Anyway, in this case, I guess they're using a free list because (1) it's simpler since you don't need an external collection keeping a list of unused stuff, and (2) reason (a) above.
Even if you need middle inserts but not a B-tree (weird), it’s still better to use a vector in most cases. Time to find the insertion point will dominate.
> ... but that statement there doesn’t say anything about the heap size, including the size and count of live objects (i.e., not garbage).
Not sure why you got downvoted, you're actually right, I'm wrong: I misread that and/or assumed one meant the other.

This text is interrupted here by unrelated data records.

use std::time::Duration;

use anyhow::Context;
use async_trait::async_trait;
use reqwest::Client;

use crate::error::FetchError;

#[derive(Debug, Clone, PartialEq, Eq)]
pub struct HttpResponse {
    pub status: u16,
    pub body: Vec<u8>,
}

impl HttpResponse {
    pub fn is_success(&self) -> bool {
        (200..300).contains(&self.status)
    }
}

#[async_trait]
pub trait HttpClient: Send + Sync {
    async fn get(&self, url: &str) -> Result<HttpResponse, FetchError>;
}

pub struct ReqwestHttpClient {
    client: Client,
}

impl ReqwestHttpClient {
    pub fn new(timeout: Duration) -> anyhow::Result<Self> {
        let client = Client::builder()
            .timeout(timeout)
            .build()
            .context("failed to build http client")?;
        Ok(Self { client })
    }
}

#[async_trait]
impl HttpClient for ReqwestHttpClient {
    async fn get(&self, url: &str) -> Result<HttpResponse, FetchError> {
        let response = self
            .client
            .get(url)
            .send()
            .await
            .map_err(|err| FetchError::Network(err.to_string()))?;
        let status = response.status().as_u16();
        let body = response
            .bytes()
            .await
            .map_err(|err| FetchError::Network(err.to_string()))?;
        Ok(HttpResponse {
            status,
            body: body.to_vec(),
        })
    }
}
mod backend_bridge;
mod controller;
mod ui;

use clap::Parser;
use client_core::load_settings;
use crossbeam_channel::bounded;
use eframe::egui;
use tracing_subscriber::EnvFilter;

use crate::backend_bridge::commands::BackendCommand;
use crate::controller::events::UiEvent;
use crate::ui::{AppPaths, PanelApp, StartupConfig};

#[derive(Parser, Debug)]
struct Args {
    /// Directory holding the panel database. Defaults to the per-user data dir.
    #[arg(long)]
    data_dir: Option<std::path::PathBuf>,
}

fn main() -> eframe::Result<()> {
    tracing_subscriber::fmt()
        .with_env_filter(EnvFilter::try_from_default_env().unwrap_or_else(|_| "info".into()))
        .init();
    let args = Args::parse();

    let mut settings = load_settings();
    let startup = StartupConfig {
        data_dir: args.data_dir,
    };
    match AppPaths::resolve(&startup, &settings) {
        Ok(Some(paths)) => {
            tracing::info!(data_root = %paths.data_root.display(), "using panel data dir");
            settings.database_url = paths.database_url();
        }
        Ok(None) => {}
        Err(err) => tracing::warn!("keeping configured database url: {err:#}"),
    }

    let (cmd_tx, cmd_rx) = bounded::<BackendCommand>(256);
    let (ui_tx, ui_rx) = bounded::<UiEvent>(2048);
    backend_bridge::runtime::launch(cmd_rx, ui_tx, settings);

    let options = eframe::NativeOptions {
        viewport: egui::ViewportBuilder::default()
            .with_title("Practice Panel")
            .with_inner_size([520.0, 640.0])
            .with_min_inner_size([360.0, 420.0]),
        ..Default::default()
    };
    eframe::run_native(
        "Practice Panel",
        options,
        Box::new(|_cc| Ok(Box::new(PanelApp::new(cmd_tx, ui_rx)))),
    )
}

That said, this is a case that should be ideal for generational GC, which Go specifically eschewed at one point. I'm not sure this is still the case, however--I have yet to wade through this[1] to update my knowledge here.
This post needed a lot more depth to really understand what was going on. Statements like
> During garbage collection, Go has to do a lot of work to determine what memory is free, which can slow the program down.
read like blogospam to me (which it is).
For comparison sake - similar post from Twitch has a lot more technical detail and generally makes me view their team in a lot better light than Dicord’s after reading both.
Really? My take was that it was. They mention a bunch of cached data, that rarely got ejected (so not generating a lot of garbage), but that took a long time to traverse (so when GC DID occur, it took a long time), which implies it being large.
> It's surprising they didn't test upgrading to 1.13.
It isn't surprising to me. It's stated elsewhere they tried 4 difference version of Go, up through 1.10 apparently, and had performance problems with all of them. At some point you can't suffer garbage collector nonsense anymore and since they'd already employed Rust on other services they tried it here.
It worked on the first try.
That's not surprising either.
What would be surprising is if any of these "but version such and such is Waaay better and they should just use that" actually panned out. The best case would be that the issue just manifests as some other garbage collector related performance problem. That's the deal you sign up for when you saddle yourself with a garbage collector.
It's still a huge whoosh. You're starting at 1.9 and you're testing 4 micro versions to 1.10.. what is the point of that? None of those non-major versions are going to significantly change how the GC works.
They could have tried 1 other version (not 4) and picked either the latest (1.13) or the version that contains the GC improvements (1.12) to test. Usually when you are looking to upgrade something you skim the release notes so testing 1.12 or 1.13 is obvious especially when 1.12 seems to specifically address their performance concern.
If upgrading something avoids a service re-write that is usually the way to go unless you were looking for an excuse to re-write the service in the first place which may have been the case.
edit:
It turns out they did exactly what my comment stated: they tested the latest version (1.10). It's just that this article was published recently but the events happened quite a while back.
Except that you literally said it wasn't surprising b/c gc sucks. You were "not surprised" in response to the assumption that they DIDN'T test the latest version. However this was just a mis-understanding and you're re-casting your comment to make it seem like you were right all along. If you knew they tested the latest version all along then you couldn't have been surprised or not surprised to something that didn't happen.
It seems like my comment was just an entry point for you to shit on gc which, ironically, I mostly agree with in this context.
According to another comment they did this back in May 2019 when 1.10 was the latest. They are only blogging about it now which I guess is slightly unfortunate but never the less.
Also note this was with Go1.9. I know GC work was ongoing during that time, I wonder if this time of situation would still happen?